Your task -
The entries below hold a line with "#[cfg(test)]" and a line with "fs::write(&tmp, json)?;". Return those lines and all that lie between them, exactly and only.

Data supplied -
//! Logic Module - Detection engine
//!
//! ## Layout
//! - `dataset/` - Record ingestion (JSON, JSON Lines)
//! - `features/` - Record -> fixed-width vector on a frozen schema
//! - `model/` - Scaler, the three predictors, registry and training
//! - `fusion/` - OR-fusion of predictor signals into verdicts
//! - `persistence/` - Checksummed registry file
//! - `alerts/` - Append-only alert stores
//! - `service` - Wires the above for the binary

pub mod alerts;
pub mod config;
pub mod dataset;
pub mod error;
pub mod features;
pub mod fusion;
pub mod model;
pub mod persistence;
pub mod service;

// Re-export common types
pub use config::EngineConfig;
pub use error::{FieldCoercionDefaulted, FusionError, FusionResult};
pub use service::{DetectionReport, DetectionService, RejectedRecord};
==
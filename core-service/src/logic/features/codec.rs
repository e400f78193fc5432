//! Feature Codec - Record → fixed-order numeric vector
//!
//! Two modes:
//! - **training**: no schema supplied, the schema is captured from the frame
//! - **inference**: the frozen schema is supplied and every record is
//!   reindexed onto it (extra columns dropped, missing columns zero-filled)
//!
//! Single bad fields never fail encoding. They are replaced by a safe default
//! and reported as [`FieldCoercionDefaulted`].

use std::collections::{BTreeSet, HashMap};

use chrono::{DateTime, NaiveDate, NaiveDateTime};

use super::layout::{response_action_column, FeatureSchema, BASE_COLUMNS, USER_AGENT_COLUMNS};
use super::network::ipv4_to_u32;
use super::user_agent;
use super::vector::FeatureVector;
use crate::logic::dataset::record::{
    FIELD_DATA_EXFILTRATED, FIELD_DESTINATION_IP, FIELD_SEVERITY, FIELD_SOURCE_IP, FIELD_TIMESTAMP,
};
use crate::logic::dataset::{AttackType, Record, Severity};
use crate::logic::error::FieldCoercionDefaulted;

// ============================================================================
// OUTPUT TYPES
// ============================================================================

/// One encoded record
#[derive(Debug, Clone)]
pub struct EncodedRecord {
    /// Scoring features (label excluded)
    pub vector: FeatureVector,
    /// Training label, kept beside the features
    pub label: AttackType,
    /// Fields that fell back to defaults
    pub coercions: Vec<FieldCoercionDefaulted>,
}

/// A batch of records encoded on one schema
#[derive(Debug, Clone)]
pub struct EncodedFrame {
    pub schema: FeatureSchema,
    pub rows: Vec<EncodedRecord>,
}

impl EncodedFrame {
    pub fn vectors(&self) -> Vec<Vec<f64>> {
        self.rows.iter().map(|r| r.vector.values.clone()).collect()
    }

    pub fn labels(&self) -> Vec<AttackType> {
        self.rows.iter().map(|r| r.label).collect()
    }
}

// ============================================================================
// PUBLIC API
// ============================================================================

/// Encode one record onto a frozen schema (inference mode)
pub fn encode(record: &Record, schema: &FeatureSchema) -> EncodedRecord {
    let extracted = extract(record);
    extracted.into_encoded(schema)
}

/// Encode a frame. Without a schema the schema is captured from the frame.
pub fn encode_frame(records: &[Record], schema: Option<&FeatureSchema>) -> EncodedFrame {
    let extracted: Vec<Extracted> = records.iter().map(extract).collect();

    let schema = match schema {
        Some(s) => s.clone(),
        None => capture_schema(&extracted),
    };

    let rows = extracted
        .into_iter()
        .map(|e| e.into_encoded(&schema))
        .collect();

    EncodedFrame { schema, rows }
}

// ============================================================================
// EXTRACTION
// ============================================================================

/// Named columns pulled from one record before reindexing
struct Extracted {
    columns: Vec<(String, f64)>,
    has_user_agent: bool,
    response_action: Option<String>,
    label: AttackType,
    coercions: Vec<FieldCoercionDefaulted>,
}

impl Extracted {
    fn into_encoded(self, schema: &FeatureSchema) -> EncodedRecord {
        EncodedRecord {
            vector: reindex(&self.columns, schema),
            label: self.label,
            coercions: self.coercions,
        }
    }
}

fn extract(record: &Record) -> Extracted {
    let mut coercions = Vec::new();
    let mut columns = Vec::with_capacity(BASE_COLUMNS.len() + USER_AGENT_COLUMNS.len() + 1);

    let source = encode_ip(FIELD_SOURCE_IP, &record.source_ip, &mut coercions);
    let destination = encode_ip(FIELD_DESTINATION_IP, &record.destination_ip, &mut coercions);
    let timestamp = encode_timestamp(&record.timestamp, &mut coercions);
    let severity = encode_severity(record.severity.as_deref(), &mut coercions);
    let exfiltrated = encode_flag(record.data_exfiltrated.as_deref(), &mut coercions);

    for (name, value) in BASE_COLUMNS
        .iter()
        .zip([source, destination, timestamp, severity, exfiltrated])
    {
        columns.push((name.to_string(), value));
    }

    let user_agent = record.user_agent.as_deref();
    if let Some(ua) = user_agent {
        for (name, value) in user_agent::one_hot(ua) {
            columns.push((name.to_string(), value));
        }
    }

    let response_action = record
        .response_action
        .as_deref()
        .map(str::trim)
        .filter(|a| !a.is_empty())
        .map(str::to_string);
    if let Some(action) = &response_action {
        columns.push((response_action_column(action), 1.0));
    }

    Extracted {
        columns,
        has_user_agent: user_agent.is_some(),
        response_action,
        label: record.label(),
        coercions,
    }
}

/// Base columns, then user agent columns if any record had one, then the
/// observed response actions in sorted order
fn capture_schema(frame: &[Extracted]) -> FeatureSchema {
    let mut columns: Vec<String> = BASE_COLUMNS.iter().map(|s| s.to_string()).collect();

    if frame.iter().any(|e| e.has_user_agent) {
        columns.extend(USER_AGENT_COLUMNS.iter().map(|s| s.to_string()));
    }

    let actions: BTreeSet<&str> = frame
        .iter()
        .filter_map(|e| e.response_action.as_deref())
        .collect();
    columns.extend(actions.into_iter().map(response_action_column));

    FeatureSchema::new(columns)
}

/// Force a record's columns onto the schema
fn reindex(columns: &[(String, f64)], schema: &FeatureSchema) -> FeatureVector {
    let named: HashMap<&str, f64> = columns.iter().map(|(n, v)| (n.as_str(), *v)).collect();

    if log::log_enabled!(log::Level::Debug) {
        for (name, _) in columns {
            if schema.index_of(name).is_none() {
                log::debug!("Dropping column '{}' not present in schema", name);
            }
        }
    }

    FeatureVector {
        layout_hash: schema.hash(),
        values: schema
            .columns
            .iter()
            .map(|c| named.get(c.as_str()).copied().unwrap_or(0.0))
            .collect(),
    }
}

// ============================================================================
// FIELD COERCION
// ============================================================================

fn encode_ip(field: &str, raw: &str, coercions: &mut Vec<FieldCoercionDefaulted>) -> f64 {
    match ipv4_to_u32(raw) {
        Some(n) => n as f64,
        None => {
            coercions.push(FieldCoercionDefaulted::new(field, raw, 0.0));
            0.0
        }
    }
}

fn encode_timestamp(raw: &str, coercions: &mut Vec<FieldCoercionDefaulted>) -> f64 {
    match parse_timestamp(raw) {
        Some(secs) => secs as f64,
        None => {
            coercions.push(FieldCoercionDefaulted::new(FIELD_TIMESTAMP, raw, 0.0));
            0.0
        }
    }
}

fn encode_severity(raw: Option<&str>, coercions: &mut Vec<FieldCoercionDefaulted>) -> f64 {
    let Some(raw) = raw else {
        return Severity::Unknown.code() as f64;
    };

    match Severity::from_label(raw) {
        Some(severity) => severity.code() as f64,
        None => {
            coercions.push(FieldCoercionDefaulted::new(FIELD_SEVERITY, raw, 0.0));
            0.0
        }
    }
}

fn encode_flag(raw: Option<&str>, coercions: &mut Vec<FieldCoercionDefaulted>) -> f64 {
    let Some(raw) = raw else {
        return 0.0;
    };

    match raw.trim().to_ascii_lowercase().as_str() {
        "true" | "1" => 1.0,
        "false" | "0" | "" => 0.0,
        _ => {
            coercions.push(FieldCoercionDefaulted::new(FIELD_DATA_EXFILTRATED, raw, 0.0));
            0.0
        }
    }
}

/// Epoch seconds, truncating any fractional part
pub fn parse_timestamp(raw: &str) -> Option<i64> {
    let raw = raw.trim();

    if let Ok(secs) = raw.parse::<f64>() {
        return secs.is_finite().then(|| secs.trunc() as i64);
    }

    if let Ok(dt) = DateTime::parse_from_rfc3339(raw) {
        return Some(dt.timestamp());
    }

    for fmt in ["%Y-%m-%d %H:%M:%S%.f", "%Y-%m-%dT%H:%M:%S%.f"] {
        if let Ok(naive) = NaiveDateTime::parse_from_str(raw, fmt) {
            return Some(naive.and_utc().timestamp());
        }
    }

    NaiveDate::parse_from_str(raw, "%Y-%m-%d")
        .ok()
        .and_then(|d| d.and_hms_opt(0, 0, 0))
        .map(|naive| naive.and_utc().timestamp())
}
...
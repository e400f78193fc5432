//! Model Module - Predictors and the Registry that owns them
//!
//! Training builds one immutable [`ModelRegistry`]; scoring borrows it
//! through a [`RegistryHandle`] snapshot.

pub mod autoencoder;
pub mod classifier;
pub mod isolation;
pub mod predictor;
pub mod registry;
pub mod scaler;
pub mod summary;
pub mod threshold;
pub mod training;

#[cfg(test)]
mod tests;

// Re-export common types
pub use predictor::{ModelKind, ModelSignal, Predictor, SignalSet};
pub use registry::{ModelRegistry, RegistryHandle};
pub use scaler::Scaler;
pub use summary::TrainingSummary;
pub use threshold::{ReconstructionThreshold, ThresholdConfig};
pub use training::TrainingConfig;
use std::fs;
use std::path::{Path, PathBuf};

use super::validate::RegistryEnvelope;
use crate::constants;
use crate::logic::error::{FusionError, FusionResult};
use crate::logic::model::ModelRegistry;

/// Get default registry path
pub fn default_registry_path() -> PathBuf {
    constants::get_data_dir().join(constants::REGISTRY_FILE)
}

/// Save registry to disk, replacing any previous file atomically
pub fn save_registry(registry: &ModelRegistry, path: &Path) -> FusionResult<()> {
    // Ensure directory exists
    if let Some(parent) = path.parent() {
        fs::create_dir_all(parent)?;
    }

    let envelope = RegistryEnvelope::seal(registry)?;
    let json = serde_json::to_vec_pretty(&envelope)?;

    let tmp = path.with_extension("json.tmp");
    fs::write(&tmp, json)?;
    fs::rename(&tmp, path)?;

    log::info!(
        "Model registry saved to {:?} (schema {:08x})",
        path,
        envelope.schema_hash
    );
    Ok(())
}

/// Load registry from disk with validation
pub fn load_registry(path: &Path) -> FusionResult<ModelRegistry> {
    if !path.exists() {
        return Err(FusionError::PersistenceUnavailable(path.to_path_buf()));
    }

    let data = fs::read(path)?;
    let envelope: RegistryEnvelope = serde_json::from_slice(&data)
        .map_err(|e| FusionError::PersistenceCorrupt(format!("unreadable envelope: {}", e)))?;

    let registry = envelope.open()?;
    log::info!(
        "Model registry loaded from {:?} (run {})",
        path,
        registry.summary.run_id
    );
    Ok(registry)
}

Your response -
#[cfg(test)]
mod tests;

// Re-export common types
pub use predictor::{ModelKind, ModelSignal, Predictor, SignalSet};
pub use registry::{ModelRegistry, RegistryHandle};
pub use scaler::Scaler;
pub use summary::TrainingSummary;
pub use threshold::{ReconstructionThreshold, ThresholdConfig};
pub use training::TrainingConfig;
use std::fs;
use std::path::{Path, PathBuf};

use super::validate::RegistryEnvelope;
use crate::constants;
use crate::logic::error::{FusionError, FusionResult};
use crate::logic::model::ModelRegistry;

/// Get default registry path
pub fn default_registry_path() -> PathBuf {
    constants::get_data_dir().join(constants::REGISTRY_FILE)
}

/// Save registry to disk, replacing any previous file atomically
pub fn save_registry(registry: &ModelRegistry, path: &Path) -> FusionResult<()> {
    // Ensure directory exists
    if let Some(parent) = path.parent() {
        fs::create_dir_all(parent)?;
    }

    let envelope = RegistryEnvelope::seal(registry)?;
    let json = serde_json::to_vec_pretty(&envelope)?;

    let tmp = path.with_extension("json.tmp");
    fs::write(&tmp, json)?;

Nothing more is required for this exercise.